WHAT THE TASK REQUIRES :: Restate all entries exactly.

Stored data entries ::
+===+

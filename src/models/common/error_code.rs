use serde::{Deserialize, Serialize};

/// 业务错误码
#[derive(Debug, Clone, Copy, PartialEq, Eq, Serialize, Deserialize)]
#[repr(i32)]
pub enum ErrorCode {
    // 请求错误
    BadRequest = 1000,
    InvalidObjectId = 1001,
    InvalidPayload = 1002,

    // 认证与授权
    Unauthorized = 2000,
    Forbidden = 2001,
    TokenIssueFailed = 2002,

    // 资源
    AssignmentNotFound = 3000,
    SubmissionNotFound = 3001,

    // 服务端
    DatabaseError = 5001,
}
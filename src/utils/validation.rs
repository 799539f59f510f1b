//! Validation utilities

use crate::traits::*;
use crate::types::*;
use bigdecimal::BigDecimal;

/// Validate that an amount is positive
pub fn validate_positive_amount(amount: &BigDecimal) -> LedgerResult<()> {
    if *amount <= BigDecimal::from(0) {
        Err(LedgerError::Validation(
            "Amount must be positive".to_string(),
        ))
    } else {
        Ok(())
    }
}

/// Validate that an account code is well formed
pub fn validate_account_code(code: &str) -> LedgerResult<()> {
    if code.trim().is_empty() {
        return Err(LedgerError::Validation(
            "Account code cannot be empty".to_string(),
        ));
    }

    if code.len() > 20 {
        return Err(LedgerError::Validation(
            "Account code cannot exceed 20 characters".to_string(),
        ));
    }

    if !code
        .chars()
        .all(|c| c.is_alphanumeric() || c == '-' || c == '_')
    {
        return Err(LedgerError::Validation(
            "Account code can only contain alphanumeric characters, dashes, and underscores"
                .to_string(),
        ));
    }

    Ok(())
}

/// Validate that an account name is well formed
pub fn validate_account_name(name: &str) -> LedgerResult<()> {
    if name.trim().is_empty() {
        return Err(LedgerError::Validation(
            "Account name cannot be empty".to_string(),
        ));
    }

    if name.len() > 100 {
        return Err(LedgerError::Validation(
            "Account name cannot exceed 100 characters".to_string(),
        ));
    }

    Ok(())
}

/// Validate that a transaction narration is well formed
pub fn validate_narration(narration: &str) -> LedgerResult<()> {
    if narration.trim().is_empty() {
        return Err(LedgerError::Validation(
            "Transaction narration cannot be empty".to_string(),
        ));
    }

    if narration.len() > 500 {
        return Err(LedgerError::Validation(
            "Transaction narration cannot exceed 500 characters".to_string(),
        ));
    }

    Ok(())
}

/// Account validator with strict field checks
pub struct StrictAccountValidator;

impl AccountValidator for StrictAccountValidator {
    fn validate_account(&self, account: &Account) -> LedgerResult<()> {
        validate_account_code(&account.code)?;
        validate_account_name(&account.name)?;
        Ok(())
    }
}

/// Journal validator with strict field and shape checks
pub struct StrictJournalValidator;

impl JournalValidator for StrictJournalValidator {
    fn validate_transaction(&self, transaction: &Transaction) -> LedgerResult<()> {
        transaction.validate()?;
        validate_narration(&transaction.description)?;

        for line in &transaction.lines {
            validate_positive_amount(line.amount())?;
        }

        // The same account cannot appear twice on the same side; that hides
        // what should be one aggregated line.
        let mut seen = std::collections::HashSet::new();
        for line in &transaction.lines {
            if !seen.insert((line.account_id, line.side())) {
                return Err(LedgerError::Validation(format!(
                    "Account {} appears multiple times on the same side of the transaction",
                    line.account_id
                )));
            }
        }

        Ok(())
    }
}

+===+

SOLUTION TO THIS EXERCISE ::
filename src/models/common/error_code.rs
use serde::{Deserialize, Serialize};

/// 业务错误码
#[derive(Debug, Clone, Copy, PartialEq, Eq, Serialize, Deserialize)]
#[repr(i32)]
pub enum ErrorCode {
    // 请求错误
    BadRequest = 1000,
    InvalidObjectId = 1001,
    InvalidPayload = 1002,

    // 认证与授权
    Unauthorized = 2000,
    Forbidden = 2001,
    TokenIssueFailed = 2002,

    // 资源
    AssignmentNotFound = 3000,
    SubmissionNotFound = 3001,

    // 服务端
    DatabaseError = 5001,
}
filename src/utils/validation.rs
repository 799539f59f510f1b
//! Validation utilities

use crate::traits::*;
use crate::types::*;
use bigdecimal::BigDecimal;

/// Validate that an amount is positive
pub fn validate_positive_amount(amount: &BigDecimal) -> LedgerResult<()> {
    if *amount <= BigDecimal::from(0) {
        Err(LedgerError::Validation(
            "Amount must be positive".to_string(),
        ))
    } else {
        Ok(())
    }
}

/// Validate that an account code is well formed
pub fn validate_account_code(code: &str) -> LedgerResult<()> {
    if code.trim().is_empty() {
        return Err(LedgerError::Validation(
            "Account code cannot be empty".to_string(),
        ));
    }

    if code.len() > 20 {
        return Err(LedgerError::Validation(
            "Account code cannot exceed 20 characters".to_string(),
        ));
    }

    if !code
        .chars()
        .all(|c| c.is_alphanumeric() || c == '-' || c == '_')
    {
        return Err(LedgerError::Validation(
            "Account code can only contain alphanumeric characters, dashes, and underscores"
                .to_string(),
        ));
    }

    Ok(())
}

/// Validate that an account name is well formed
pub fn validate_account_name(name: &str) -> LedgerResult<()> {
    if name.trim().is_empty() {
        return Err(LedgerError::Validation(
            "Account name cannot be empty".to_string(),
        ));
    }

    if name.len() > 100 {
        return Err(LedgerError::Validation(
            "Account name cannot exceed 100 characters".to_string(),
        ));
    }

    Ok(())
}

/// Validate that a transaction narration is well formed
pub fn validate_narration(narration: &str) -> LedgerResult<()> {
    if narration.trim().is_empty() {
        return Err(LedgerError::Validation(
            "Transaction narration cannot be empty".to_string(),
        ));
    }

    if narration.len() > 500 {
        return Err(LedgerError::Validation(
            "Transaction narration cannot exceed 500 characters".to_string(),
        ));
    }

    Ok(())
}

/// Account validator with strict field checks
pub struct StrictAccountValidator;

impl AccountValidator for StrictAccountValidator {
    fn validate_account(&self, account: &Account) -> LedgerResult<()> {
        validate_account_code(&account.code)?;
        validate_account_name(&account.name)?;
        Ok(())
    }
}

/// Journal validator with strict field and shape checks
pub struct StrictJournalValidator;

impl JournalValidator for StrictJournalValidator {
    fn validate_transaction(&self, transaction: &Transaction) -> LedgerResult<()> {
        transaction.validate()?;
        validate_narration(&transaction.description)?;

        for line in &transaction.lines {
            validate_positive_amount(line.amount())?;
        }

        // The same account cannot appear twice on the same side; that hides
        // what should be one aggregated line.
        let mut seen = std::collections::HashSet::new();
        for line in &transaction.lines {
            if !seen.insert((line.account_id, line.side())) {
                return Err(LedgerError::Validation(format!(
                    "Account {} appears multiple times on the same side of the transaction",
                    line.account_id
                )));
            }
        }

        Ok(())
    }
}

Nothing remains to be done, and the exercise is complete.